Physical Characteristics (Macroscopic)
| Characteristic | Normal | Abnormal Constituents & Indication |
|---|---|---|
| Colour | Brown (due to bilirubin/bile) | Black, Tarry: Digested blood from upper GI bleeding (e.g., stomach ulcer). Bright Red: Fresh blood from lower GI bleeding (e.g., haemorrhoids). Clay-Coloured/Pale: Lack of bile; indicates biliary obstruction (gallstones, liver disease). |
| Consistency | Soft and formed (Bristol Stool Scale Type 3-4) | Watery: Diarrhoea (e.g., infection, inflammation). Hard, pellet-like: Constipation. |
| Mucus | Small amount is normal | Copious mucus or bloody mucus: Abnormal. Indicates inflammation (e.g., dysentery, inflammatory bowel disease). |
Microscopic Analysis (Abnormal Constituents)
- Ova & Parasites (O&P): The presence of parasite eggs (ova) or active forms (cysts, trophozoites) confirms parasitic infections (e.g., *Amoeba*, *Giardia*, hookworm).
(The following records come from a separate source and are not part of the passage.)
#[async_trait]
impl TokenStore for MemoryTokenStore {
    async fn load(&self) -> StoreResult<Option<TokenState>> {
        Ok(self.state.read().await.clone())
    }

    async fn save(&self, state: &TokenState) -> StoreResult<()> {
        *self.state.write().await = Some(state.clone());
        Ok(())
    }
}

// =============================================================================
// Token manager
// =============================================================================

/// A consent URL plus the state embedded in it
#[derive(Debug, Clone, Serialize)]
pub struct AuthorizationRequest {
    pub url: String,
    pub state: String,
}

/// Owns the OAuth dance: consent URL, callback exchange, and keeping one
/// valid access token on hand.
pub struct TokenManager {
    config: QboConfig,
    store: BoxedTokenStore,
    client: Client,

    /// Serializes refreshes so concurrent callers cannot burn the same
    /// refresh token twice
    refresh_gate: Mutex<()>,
}

impl TokenManager {
    pub fn new(config: QboConfig, store: BoxedTokenStore) -> Self {
        let client = Client::builder()
            .timeout(std::time::Duration::from_secs(15))
            .build()
            .expect("Failed to create HTTP client");

        Self {
            config,
            store,
            client,
            refresh_gate: Mutex::new(()),
        }
    }

    /// Build the Intuit consent URL with a freshly signed state
    pub fn authorization_request(&self) -> StoreResult<AuthorizationRequest> {
        let state = generate_state(&self.config.state_secret, Utc::now());
        let url = reqwest::Url::parse_with_params(
            &self.config.auth_base_url,
            &[
                ("client_id", self.config.client_id.as_str()),
                ("redirect_uri", self.config.redirect_uri.as_str()),
                ("response_type", "code"),
                ("scope", ACCOUNTING_SCOPE),
                ("state", state.as_str()),
            ],
        )
        .map_err(|err| StoreError::Internal(format!("bad authorization URL: {}", err)))?;

        Ok(AuthorizationRequest {
            url: url.to_string(),
            state,
        })
    }

    /// Handle the OAuth redirect: verify the state, exchange the code,
    /// persist the connection.
    #[instrument(skip(self, code, state))]
    pub async fn handle_callback(
        &self,
        code: &str,
        realm_id: &str,
        state: &str,
    ) -> StoreResult<TokenState> {
        verify_state(&self.config.state_secret, state, Utc::now())
            .map_err(|reason| StoreError::StateRejected { reason })?;

        let realm_id = realm_id.trim();
        if realm_id.is_empty() {
            return Err(StoreError::validation("callback is missing realmId"));
        }
        let code = code.trim();
        if code.is_empty() {
            return Err(StoreError::validation("callback is missing code"));
        }

        let response = self
            .token_request(&[
                ("grant_type", "authorization_code"),
                ("code", code),
                ("redirect_uri", &self.config.redirect_uri),
            ])
            .await?;

        let state = self.persist(response, realm_id.to_string(), None).await?;
        info!(realm_id = %state.realm_id, "QuickBooks connected");
        Ok(state)
    }

    /// The stored connection, if any (drives the status endpoint)
    pub async fn connection(&self) -> StoreResult<Option<TokenState>> {
        self.store.load().await
    }

    /// Return a token usable for at least the refresh headroom, refreshing
    /// proactively when the stored one is about to lapse.
    pub async fn valid_token(&self) -> StoreResult<TokenState> {
        let current = self.require_connection().await?;
        if current.usable_at(Utc::now()) {
            return Ok(current);
        }
        self.refresh(current).await
    }

    /// Refresh unconditionally. The API client calls this after an
    /// authorized request comes back 401/403, then retries exactly once.
    pub async fn force_refresh(&self) -> StoreResult<TokenState> {
        let current = self.require_connection().await?;
        self.refresh(current).await
    }

    async fn require_connection(&self) -> StoreResult<TokenState> {
        self.store.load().await?.ok_or_else(|| {
            StoreError::not_configured("QuickBooks connection (visit /api/qbo/connect)")
        })
    }

    #[instrument(skip(self, current), fields(realm_id = %current.realm_id))]
    async fn refresh(&self, current: TokenState) -> StoreResult<TokenState> {
        let _gate = self.refresh_gate.lock().await;

        // a caller that queued on the gate may find the work already done
        if let Some(fresh) = self.store.load().await? {
            if fresh.access_token != current.access_token && fresh.usable_at(Utc::now()) {
                return Ok(fresh);
            }
        }

        debug!("Refreshing QuickBooks access token");
        let response = self
            .token_request(&[
                ("grant_type", "refresh_token"),
                ("refresh_token", &current.refresh_token),
            ])
            .await?;

        self.persist(response, current.realm_id.clone(), Some(current.refresh_token))
            .await
    }

    async fn token_request(&self, form: &[(&str, &str)]) -> StoreResult<TokenResponse> {
        let response = self
            .client
            .post(&self.config.token_base_url)
            .basic_auth(&self.config.client_id, Some(&self.config.client_secret))
            .header("Accept", "application/json")
            .form(form)
            .send()
            .await
            .map_err(transport_error)?;

        let status = response.status();
        let body = response.text().await.map_err(transport_error)?;

        if !status.is_success() {
            return Err(classify_token_failure(status, &body));
        }

        serde_json::from_str(&body).map_err(|err| {
            StoreError::Internal(format!("Failed to parse QuickBooks token response: {}", err))
        })
    }

    /// Persist one whole connection record. A refresh response without a
    /// rotated refresh token keeps the previous one.
    async fn persist(
        &self,
        response: TokenResponse,
        realm_id: String,
        previous_refresh: Option<String>,
    ) -> StoreResult<TokenState> {
        let refresh_token = response
            .refresh_token
            .or(previous_refresh)
            .ok_or_else(|| {
                StoreError::Internal("QuickBooks token response had no refresh token".to_string())
            })?;

        let lifetime = (response.expires_in - EXPIRY_SAFETY_SECONDS).max(0);
        let state = TokenState {
            access_token: response.access_token,
            refresh_token,
            realm_id,
            expires_at: Utc::now() + Duration::seconds(lifetime),
        };
        self.store.save(&state).await?;
        Ok(state)
    }
}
- Leukocytes (WBCs): Presence indicates inflammation of the intestine, often due to bacterial infections (e.g., *Shigella*, *Salmonella*).
- Fat (Steatorrhoea): Excessive fat in the stool indicates malabsorption, often due to pancreatic enzyme deficiency or Celiac disease.
- Occult Blood (Hidden Blood): A chemical test (FOBT) detects hidden blood, which can be an early sign of colorectal cancer.
Practical Component: Detection in Urine
This is performed using a Urine Dipstick, which is a plastic strip with small square-colored fields.
Procedure:
- Collect a midstream urine sample in a clean container.
- Dip the test strip into the urine, ensuring all colored fields are submerged, for a few seconds.
- Remove the strip and tap it on the side of the container to remove excess urine.
- Wait for the specified time (e.g., 30-60 seconds) for the results to appear.
- Compare the colors of the fields on the strip to the color chart on the bottle.
Detection:
- pH: The pH field will change color, corresponding to a pH value (e.g., 5, 6, 7). Normal is ~5-7.
- Sugar (Glucose): If glucose is present, the field will change color (e.g., from yellow to green/brown). Normally, this should be negative.
- Protein: If protein is present, the field will change color (e.g., from yellow to blue/green). Normally, this should be negative.